Enfermées dans le silence. Jusqu'à il y a peu, ces mères isolées "souffraient en silence. Elles n'arrivaient pas à parler, et elles étaient tellement occupées à nourrir leurs enfants, à chercher un emploi… Elles n'arrivaient pas à crier au secours tellement elles étaient préoccupées à rester dignes pour leur enfant. Heureusement, les 'gilets jaunes' ont permis l'émergence de leur situation", observe Christine Kelly. Il y a quelques semaines, Emma, une "gilet jaune" lorientaise, émouvait les auditeurs d'Europe 1 en racontant son quotidien sur notre antenne. Avec un revenu de 700 euros par mois, elle élève seule sa fille de 7 ans, handicapée. "Je ne vis pas, je survis", lâchait-elle.

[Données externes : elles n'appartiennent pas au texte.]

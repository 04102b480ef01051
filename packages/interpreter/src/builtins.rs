//! Function libraries callable from expressions

use crate::eval::{to_text, type_name, values_equal, EvalError, EvalResult};
use serde_json::Value;
use std::collections::HashMap;
use std::fmt;

pub type BuiltinFn = fn(&[Value]) -> EvalResult<Value>;

pub struct Builtin {
    pub name: &'static str,
    pub min_args: usize,
    pub max_args: usize,
    pub call: BuiltinFn,
}

impl Builtin {
    pub fn accepts(&self, count: usize) -> bool {
        (self.min_args..=self.max_args).contains(&count)
    }

    /// Human readable arity, e.g. `1` or `1 to 2`
    pub fn arity(&self) -> String {
        if self.min_args == self.max_args {
            self.min_args.to_string()
        } else {
            format!("{} to {}", self.min_args, self.max_args)
        }
    }
}

impl fmt::Debug for Builtin {
    fn fmt(&self, f: &mut fmt::Formatter<'_>) -> fmt::Result {
        write!(f, "{}/{}", self.name, self.arity())
    }
}

impl PartialEq for Builtin {
    fn eq(&self, other: &Self) -> bool {
        self.name == other.name
    }
}

/// A named set of functions that a compile request can reference
#[derive(Debug)]
pub struct Library {
    pub name: &'static str,
    pub functions: &'static [Builtin],
}

pub static CORE: Library = Library {
    name: "core",
    functions: &[
        Builtin {
            name: "len",
            min_args: 1,
            max_args: 1,
            call: len,
        },
        Builtin {
            name: "upper",
            min_args: 1,
            max_args: 1,
            call: upper,
        },
        Builtin {
            name: "lower",
            min_args: 1,
            max_args: 1,
            call: lower,
        },
        Builtin {
            name: "trim",
            min_args: 1,
            max_args: 1,
            call: trim,
        },
        Builtin {
            name: "join",
            min_args: 1,
            max_args: 2,
            call: join,
        },
        Builtin {
            name: "contains",
            min_args: 2,
            max_args: 2,
            call: contains,
        },
        Builtin {
            name: "default",
            min_args: 2,
            max_args: 2,
            call: default,
        },
        Builtin {
            name: "string",
            min_args: 1,
            max_args: 1,
            call: string,
        },
    ],
};

/// Look up a library by reference name
pub fn library(name: &str) -> Option<&'static Library> {
    match name {
        "core" => Some(&CORE),
        _ => None,
    }
}

/// Functions visible to one program
#[derive(Debug, Default)]
pub struct FunctionTable {
    functions: HashMap<&'static str, &'static Builtin>,
}

impl FunctionTable {
    pub fn new() -> Self {
        Self::default()
    }

    pub fn import(&mut self, library: &'static Library) {
        for function in library.functions {
            self.functions.insert(function.name, function);
        }
    }

    pub fn get(&self, name: &str) -> Option<&'static Builtin> {
        self.functions.get(name).copied()
    }

    pub fn len(&self) -> usize {
        self.functions.len()
    }

    pub fn is_empty(&self) -> bool {
        self.functions.is_empty()
    }
}

fn len(args: &[Value]) -> EvalResult<Value> {
    let count = match &args[0] {
        Value::Null => 0,
        Value::String(s) => s.chars().count(),
        Value::Array(items) => items.len(),
        Value::Object(map) => map.len(),
        other => {
            return Err(EvalError::TypeMismatch {
                expected: "string, array or object",
                found: type_name(other),
            })
        }
    };
    Ok(Value::from(count))
}

fn upper(args: &[Value]) -> EvalResult<Value> {
    Ok(Value::String(to_text(&args[0]).to_uppercase()))
}

fn lower(args: &[Value]) -> EvalResult<Value> {
    Ok(Value::String(to_text(&args[0]).to_lowercase()))
}

fn trim(args: &[Value]) -> EvalResult<Value> {
    Ok(Value::String(to_text(&args[0]).trim().to_string()))
}

fn join(args: &[Value]) -> EvalResult<Value> {
    let separator = args.get(1).map(to_text).unwrap_or_default();
    match &args[0] {
        Value::Null => Ok(Value::String(String::new())),
        Value::Array(items) => Ok(Value::String(
            items.iter().map(to_text).collect::<Vec<_>>().join(&separator),
        )),
        other => Err(EvalError::TypeMismatch {
            expected: "array",
            found: type_name(other),
        }),
    }
}

fn contains(args: &[Value]) -> EvalResult<Value> {
    let needle = &args[1];
    let found = match &args[0] {
        Value::Null => false,
        Value::String(haystack) => haystack.contains(&to_text(needle)),
        Value::Array(items) => items.iter().any(|item| values_equal(item, needle)),
        Value::Object(map) => map.contains_key(&to_text(needle)),
        other => {
            return Err(EvalError::TypeMismatch {
                expected: "string, array or object",
                found: type_name(other),
            })
        }
    };
    Ok(Value::Bool(found))
}

/// Second argument when the first is null or an empty string
fn default(args: &[Value]) -> EvalResult<Value> {
    match &args[0] {
        Value::Null => Ok(args[1].clone()),
        Value::String(s) if s.is_empty() => Ok(args[1].clone()),
        value => Ok(value.clone()),
    }
}

fn string(args: &[Value]) -> EvalResult<Value> {
    Ok(Value::String(to_text(&args[0])))
}

#[cfg(test)]
mod tests {
    use super::*;
    use serde_json::json;

    fn call(name: &str, args: &[Value]) -> EvalResult<Value> {
        let mut table = FunctionTable::new();
        table.import(&CORE);
        let function = table.get(name).unwrap();
        assert!(function.accepts(args.len()));
        (function.call)(args)
    }

    #[test]
    fn test_core_library_is_complete() {
        let mut table = FunctionTable::new();
        table.import(library("core").unwrap());
        assert_eq!(table.len(), 8);
        assert!(library("net").is_none());
    }

    #[test]
    fn test_len() {
        assert_eq!(call("len", &[json!("héllo")]).unwrap(), json!(5));
        assert_eq!(call("len", &[json!([1, 2])]).unwrap(), json!(2));
        assert_eq!(call("len", &[Value::Null]).unwrap(), json!(0));
        assert!(matches!(
            call("len", &[json!(3)]),
            Err(EvalError::TypeMismatch { found: "number", .. })
        ));
    }

    #[test]
    fn test_text_functions() {
        assert_eq!(call("upper", &[json!("abc")]).unwrap(), json!("ABC"));
        assert_eq!(call("lower", &[json!("ABC")]).unwrap(), json!("abc"));
        assert_eq!(call("trim", &[json!("  x ")]).unwrap(), json!("x"));
        assert_eq!(call("string", &[json!(4.5)]).unwrap(), json!("4.5"));
    }

    #[test]
    fn test_join() {
        assert_eq!(
            call("join", &[json!(["a", 1, true]), json!(", ")]).unwrap(),
            json!("a, 1, true")
        );
        assert_eq!(call("join", &[json!(["a", "b"])]).unwrap(), json!("ab"));
    }

    #[test]
    fn test_contains_and_default() {
        assert_eq!(call("contains", &[json!("hello"), json!("ell")]).unwrap(), json!(true));
        assert_eq!(call("contains", &[json!([1, 2.0]), json!(2)]).unwrap(), json!(true));
        assert_eq!(call("contains", &[json!({"k": 1}), json!("k")]).unwrap(), json!(true));
        assert_eq!(call("default", &[Value::Null, json!("x")]).unwrap(), json!("x"));
        assert_eq!(call("default", &[json!(""), json!("x")]).unwrap(), json!("x"));
        assert_eq!(call("default", &[json!("y"), json!("x")]).unwrap(), json!("y"));
    }

    #[test]
    fn test_arity() {
        let mut table = FunctionTable::new();
        table.import(&CORE);
        let join = table.get("join").unwrap();
        assert!(join.accepts(1) && join.accepts(2) && !join.accepts(3));
        assert_eq!(join.arity(), "1 to 2");
        assert_eq!(table.get("len").unwrap().arity(), "1");
    }
}
use criterion::{black_box, criterion_group, criterion_main, Criterion};
use nhaml_parser::parse;

fn parse_simple_template(c: &mut Criterion) {
    let source = r#"
%p.greeting Hello #{model.name}
"#;

    c.bench_function("parse_simple_template", |b| {
        b.iter(|| parse(black_box(source)))
    });
}

fn parse_layout_template(c: &mut Criterion) {
    let source = r#"
!!!
%html
  %head
    %title= model.title
  %body
    .container#content{ :class => model.theme }
      - if (model.signed_in)
        %span.user= model.user
      - else
        %a(href="/login") Sign in
      _ yield
    %footer
      _ render 'footer'
"#;

    c.bench_function("parse_layout_template", |b| {
        b.iter(|| parse(black_box(source)))
    });
}

fn parse_large_template(c: &mut Criterion) {
    let mut source = String::from("%ul.items\n");
    for i in 0..200 {
        source.push_str(&format!("  %li.item#item{}= model.items[{}]\n", i, i));
    }

    c.bench_function("parse_large_template", |b| {
        b.iter(|| parse(black_box(&source)))
    });
}

criterion_group!(
    benches,
    parse_simple_template,
    parse_layout_template,
    parse_large_template
);
criterion_main!(benches);
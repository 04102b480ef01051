use nhaml_compiler::CompileOptions;
use serde::{Deserialize, Serialize};
use std::path::PathBuf;
use tracing::debug;

pub const DEFAULT_CONFIG_NAME: &str = "nhaml.config.json";

/// NHaml configuration file format
#[derive(Debug, Clone, Serialize, Deserialize)]
#[serde(rename_all = "camelCase")]
pub struct Config {
    /// Directory templates are looked up in
    #[serde(default = "default_views_dir")]
    pub views_dir: String,

    /// Layout wrapped around every rendered template
    #[serde(default, skip_serializing_if = "Option::is_none")]
    pub layout: Option<String>,

    #[serde(default)]
    pub compiler_options: CompileOptions,
}

fn default_views_dir() -> String {
    "views".to_string()
}

impl Config {
    /// Load config from a directory
    pub fn load(cwd: &str) -> anyhow::Result<Self> {
        let config_path = PathBuf::from(cwd).join(DEFAULT_CONFIG_NAME);

        if config_path.exists() {
            let content = std::fs::read_to_string(&config_path)?;
            let config: Config = serde_json::from_str(&content)?;
            debug!(path = %config_path.display(), "loaded config");
            Ok(config)
        } else {
            debug!(cwd, "no config file, using defaults");
            Ok(Config::default())
        }
    }

    pub fn get_views_dir(&self, cwd: &str) -> PathBuf {
        PathBuf::from(cwd).join(&self.views_dir)
    }

    /// Path of a template given on the command line
    ///
    /// Tried relative to `cwd` first, then to the views directory. The
    /// template extension is appended when the name has none.
    pub fn template_path(&self, cwd: &str, name: &str) -> PathBuf {
        let candidates = [
            self.with_extension(PathBuf::from(cwd).join(name)),
            self.with_extension(self.get_views_dir(cwd).join(name)),
        ];
        let fallback = candidates[1].clone();
        candidates
            .into_iter()
            .find(|path| path.is_file())
            .unwrap_or(fallback)
    }

    /// Layout to use: the explicit one, else the configured one
    pub fn layout_path(&self, cwd: &str, explicit: Option<&str>, no_layout: bool) -> Option<PathBuf> {
        if no_layout {
            return None;
        }
        explicit
            .or(self.layout.as_deref())
            .map(|name| self.template_path(cwd, name))
    }

    fn with_extension(&self, mut path: PathBuf) -> PathBuf {
        let extension = self.compiler_options.template_extension.as_str();
        if path.extension().is_none() && !extension.is_empty() {
            path.set_extension(extension);
        }
        path
    }
}

impl Default for Config {
    fn default() -> Self {
        Self {
            views_dir: default_views_dir(),
            layout: None,
            compiler_options: CompileOptions::default(),
        }
    }
}
impl<'src, 'lib> ProgramParser<'src, 'lib> {
    pub fn new(source: &'src str, functions: &'lib FunctionTable) -> Self {
        let (tokens, lex_errors) = tokenize(source);
        Self {
            source,
            tokens,
            pos: 0,
            functions,
            lex_errors,
            headers: Vec::new(),
            unit: None,
            param: None,
            diagnostics: Vec::new(),
        }
    }

    /// Parse every declaration, returning them with all diagnostics found
    pub fn parse_program(mut self) -> (Vec<FunctionDecl>, Vec<Diagnostic>) {
        let mut decls = Vec::new();

        while !self.is_at_end() {
            self.unit = None;
            self.param = None;
            match self.parse_function() {
                Ok(decl) => decls.push(decl),
                Err(err) => {
                    self.report(err.span, err.message);
                    self.recover();
                }
            }
        }

        for error in std::mem::take(&mut self.lex_errors) {
            self.unit = self
                .headers
                .iter()
                .rev()
                .find(|(_, start)| *start <= error.span.start)
                .map(|(name, _)| name.clone());
            self.report(error.span, error.message);
        }

        self.diagnostics
            .sort_by_key(|d| d.span.as_ref().map(|span| span.start));
        (decls, self.diagnostics)
    }

    fn parse_function(&mut self) -> SyntaxResult<FunctionDecl> {
        let start = self.peek_span().start;
        self.expect(Token::Fn)?;
        let name = self.expect_ident("a function name")?;
        self.unit = Some(name.to_string());
        self.headers.push((name.to_string(), start));

        self.expect(Token::LParen)?;
        let param = self.expect_ident("a parameter name")?;
        self.expect(Token::RParen)?;
        self.expect(Token::Arrow)?;

        let kind_span = self.peek_span();
        let kind = match self.expect_ident("a return type")? {
            "text" => ReturnKind::Text,
            "bool" => ReturnKind::Boolean,
            other => {
                return Err(SyntaxError {
                    span: kind_span,
                    message: format!("Unknown return type `{}`", other),
                })
            }
        };

        self.expect(Token::LBrace)?;
        self.param = Some(param);
        let body = self.parse_expression()?;
        self.expect(Token::RBrace)?;

        Ok(FunctionDecl {
            name: name.to_string(),
            kind,
            body,
            span: start..self.previous_end(),
        })
    }

    /// Skip to the next declaration
    fn recover(&mut self) {
        while !self.is_at_end() && !self.check(&Token::Fn) {
            self.advance();
        }
    }

    fn parse_expression(&mut self) -> SyntaxResult<Expr> {
        self.parse_or_expression()
    }

    fn parse_or_expression(&mut self) -> SyntaxResult<Expr> {
        let mut left = self.parse_and_expression()?;
        while self.match_token(&Token::Or) {
            let right = self.parse_and_expression()?;
            left = binary(left, BinaryOp::Or, right);
        }
        Ok(left)
    }

    fn parse_and_expression(&mut self) -> SyntaxResult<Expr> {
        let mut left = self.parse_equality_expression()?;
        while self.match_token(&Token::And) {
            let right = self.parse_equality_expression()?;
            left = binary(left, BinaryOp::And, right);
        }
        Ok(left)
    }

    /// `==` and `!=`
    fn parse_equality_expression(&mut self) -> SyntaxResult<Expr> {
        let mut left = self.parse_comparison_expression()?;
        while let Some(op) = self.match_operator(|token| match token {
            Token::EqEq => Some(BinaryOp::Equals),
            Token::NotEq => Some(BinaryOp::NotEquals),
            _ => None,
        }) {
            let right = self.parse_comparison_expression()?;
            left = binary(left, op, right);
        }
        Ok(left)
    }

    /// `<`, `<=`, `>` and `>=`
    fn parse_comparison_expression(&mut self) -> SyntaxResult<Expr> {
        let mut left = self.parse_additive_expression()?;
        while let Some(op) = self.match_operator(|token| match token {
            Token::Lt => Some(BinaryOp::LessThan),
            Token::Lte => Some(BinaryOp::LessThanOrEqual),
            Token::Gt => Some(BinaryOp::GreaterThan),
            Token::Gte => Some(BinaryOp::GreaterThanOrEqual),
            _ => None,
        }) {
            let right = self.parse_additive_expression()?;
            left = binary(left, op, right);
        }
        Ok(left)
    }

    fn parse_additive_expression(&mut self) -> SyntaxResult<Expr> {
        let mut left = self.parse_multiplicative_expression()?;
        while let Some(op) = self.match_operator(|token| match token {
            Token::Plus => Some(BinaryOp::Add),
            Token::Minus => Some(BinaryOp::Subtract),
            _ => None,
        }) {
            let right = self.parse_multiplicative_expression()?;
            left = binary(left, op, right);
        }
        Ok(left)
    }

    fn parse_multiplicative_expression(&mut self) -> SyntaxResult<Expr> {
        let mut left = self.parse_unary_expression()?;
        while let Some(op) = self.match_operator(|token| match token {
            Token::Star => Some(BinaryOp::Multiply),
            Token::Slash => Some(BinaryOp::Divide),
            Token::Percent => Some(BinaryOp::Remainder),
            _ => None,
        }) {
            let right = self.parse_unary_expression()?;
            left = binary(left, op, right);
        }
        Ok(left)
    }

    fn parse_unary_expression(&mut self) -> SyntaxResult<Expr> {
        let operator = if self.match_token(&Token::Bang) {
            UnaryOp::Not
        } else if self.match_token(&Token::Minus) {
            UnaryOp::Negate
        } else {
            return self.parse_postfix_expression();
        };

        let operand = self.parse_unary_expression()?;
        Ok(Expr::Unary {
            operator,
            operand: Box::new(operand),
        })
    }

    /// Member access and indexing: `a.b`, `a[0]`
    fn parse_postfix_expression(&mut self) -> SyntaxResult<Expr> {
        let mut expr = self.parse_primary_expression()?;
        loop {
            if self.match_token(&Token::Dot) {
                let property = self.expect_ident("a member name")?;
                expr = Expr::Member {
                    object: Box::new(expr),
                    property: property.to_string(),
                };
            } else if self.match_token(&Token::LBracket) {
                let index = self.parse_expression()?;
                self.expect(Token::RBracket)?;
                expr = Expr::Index {
                    object: Box::new(expr),
                    index: Box::new(index),
                };
            } else {
                return Ok(expr);
            }
        }
    }

    fn parse_primary_expression(&mut self) -> SyntaxResult<Expr> {
        let Some((token, span)) = self.peek().cloned() else {
            return Err(SyntaxError {
                span: self.peek_span(),
                message: "Expected an expression, found end of input".to_string(),
            });
        };

        let literal = match token {
            Token::Integer(n) => Value::from(n),
            Token::Float(f) => Number::from_f64(f).map(Value::Number).unwrap_or(Value::Null),
            Token::String(s) => Value::String(s),
            Token::True => Value::Bool(true),
            Token::False => Value::Bool(false),
            Token::Null => Value::Null,
            Token::LParen => {
                self.advance();
                let expr = self.parse_expression()?;
                self.expect(Token::RParen)?;
                return Ok(expr);
            }
            Token::Ident(name) => {
                self.advance();
                if self.check(&Token::LParen) {
                    return self.parse_call(name, span);
                }
                if self.param == Some(name) {
                    return Ok(Expr::Model);
                }
                self.report(span, format!("Unknown name `{}`", name));
                return Ok(Expr::Literal(Value::Null));
            }
            other => {
                return Err(SyntaxError {
                    span,
                    message: format!("Expected an expression, found {}", other.describe()),
                })
            }
        };

        self.advance();
        Ok(Expr::Literal(literal))
    }

    fn parse_call(&mut self, name: &str, span: Range<usize>) -> SyntaxResult<Expr> {
        self.expect(Token::LParen)?;
        let mut arguments = Vec::new();
        if !self.check(&Token::RParen) {
            loop {
                arguments.push(self.parse_expression()?);
                if !self.match_token(&Token::Comma) {
                    break;
                }
            }
        }
        self.expect(Token::RParen)?;

        match self.functions.get(name) {
            Some(function) if function.accepts(arguments.len()) => Ok(Expr::Call {
                function,
                arguments,
            }),
            Some(function) => {
                self.report(
                    span,
                    format!(
                        "`{}` takes {} argument(s) but {} were given",
                        name,
                        function.arity(),
                        arguments.len()
                    ),
                );
                Ok(Expr::Literal(Value::Null))
            }
            None => {
                self.report(span, format!("Unknown function `{}`", name));
                Ok(Expr::Literal(Value::Null))
            }
        }
    }

    fn report(&mut self, span: Range<usize>, message: impl Into<String>) {
        let mut diagnostic =
            Diagnostic::new(line_of(self.source, span.start), message).with_span(span);
        if let Some(unit) = &self.unit {
            diagnostic = diagnostic.with_unit(unit.clone());
        }
        self.diagnostics.push(diagnostic);
    }

    fn peek(&self) -> Option<&(Token<'src>, Range<usize>)> {
        self.tokens.get(self.pos)
    }

    fn peek_span(&self) -> Range<usize> {
        self.peek()
            .map(|(_, span)| span.clone())
            .unwrap_or(self.source.len()..self.source.len())
    }

    fn previous_end(&self) -> usize {
        self.tokens
            .get(self.pos.saturating_sub(1))
            .map(|(_, span)| span.end)
            .unwrap_or(0)
    }

    fn advance(&mut self) {
        self.pos += 1;
    }

    fn is_at_end(&self) -> bool {
        self.pos >= self.tokens.len()
    }

    fn check(&self, expected: &Token<'src>) -> bool {
        matches!(self.peek(), Some((token, _)) if token == expected)
    }

    fn match_token(&mut self, expected: &Token<'src>) -> bool {
        if self.check(expected) {
            self.advance();
            true
        } else {
            false
        }
    }

    fn match_operator(&mut self, table: fn(&Token<'_>) -> Option<BinaryOp>) -> Option<BinaryOp> {
        let op = self.peek().and_then(|(token, _)| table(token))?;
        self.advance();
        Some(op)
    }

    fn expect(&mut self, expected: Token<'src>) -> SyntaxResult<()> {
        if self.match_token(&expected) {
            return Ok(());
        }
        Err(self.unexpected(&expected.describe()))
    }

    fn expect_ident(&mut self, what: &str) -> SyntaxResult<&'src str> {
        match self.peek() {
            Some((Token::Ident(name), _)) => {
                let name = *name;
                self.advance();
                Ok(name)
            }
            _ => Err(self.unexpected(what)),
        }
    }

    fn unexpected(&self, expected: &str) -> SyntaxError {
        let found = self
            .peek()
            .map(|(token, _)| token.describe())
            .unwrap_or_else(|| "end of input".to_string());
        SyntaxError {
            span: self.peek_span(),
            message: format!("Expected {}, found {}", expected, found),
        }
    }
}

Faire payer les pensions alimentaires. Pour que de telles situations n'existent plus, Christine Kelly conseille d'abord à ces mères de "parler". "Ça n'a l'air de rien, mais c'est capital", assure-t-elle. Le second point confère aux pouvoirs publics. "Il faut vraiment s'arrêter sur leurs cas, enlever les clichés et trouver des solutions. Lorsque des pensions alimentaires ne sont pas payées, ce sont des jugements qui ne sont pas exécutés, ce n'est pas normal", considère la présidente de l'association K d'urgence. "On ne le sait pas, mais les huissiers de justice peuvent gratuitement aller récupérer les pensions alimentaires", précise-t-elle justement.

Une rencontre avec Brigitte Macron. Après cette journée de "grand débat" jeudi, Christine Kelly emmènera le 3 avril des familles monoparentales rencontrer Brigitte Macron, pour évoquer cette question cruciale des pensions alimentaires. Avec l'espoir que la Première dame en touche un mot au président. 

"Ça m'arrive de ne pas manger"

Aurore, 35 ans, élève seule ses trois enfants. Elle travaille comme assistante administrative dans un hôpital, et touche 2.000 euros par mois. Une pension alimentaire de 100 euros par mois et par enfant lui est versé. Malgré cela, elle n'arrive pas à joindre les deux bouts sans faire de nombreux sacrifices. "C'est très compliqué psychologiquement, à la limite de la dépression parfois. Je ne dors pas de la nuit car je n'arrête pas de cogiter pour savoir comment ça va se passer", témoigne-t-elle au micro d'Europe 1.

"Je viens de rentrer mon argent et je n'ai déjà plus rien. Je culpabilise de me dire que mes enfants n'ont peut-être pas tout ce qu'il faut. C'est eux d'abord, et moi après. D'ailleurs, ça m'arrive de ne pas manger", confie Aurore. Au quotidien, la mère de famille a appris à faire avec "le système D", la course aux promotions et l'achat de produits en gros volume, pour réduire les coûts. Les loisirs sont, dans ce contexte, rarissimes. "Le cinéma, on ne peut pas. On est quatre, donc ça fait tout de suite 40 euros", calcule-t-elle. "Je suis toute seule pour gérer ça, et il faut que j'avance."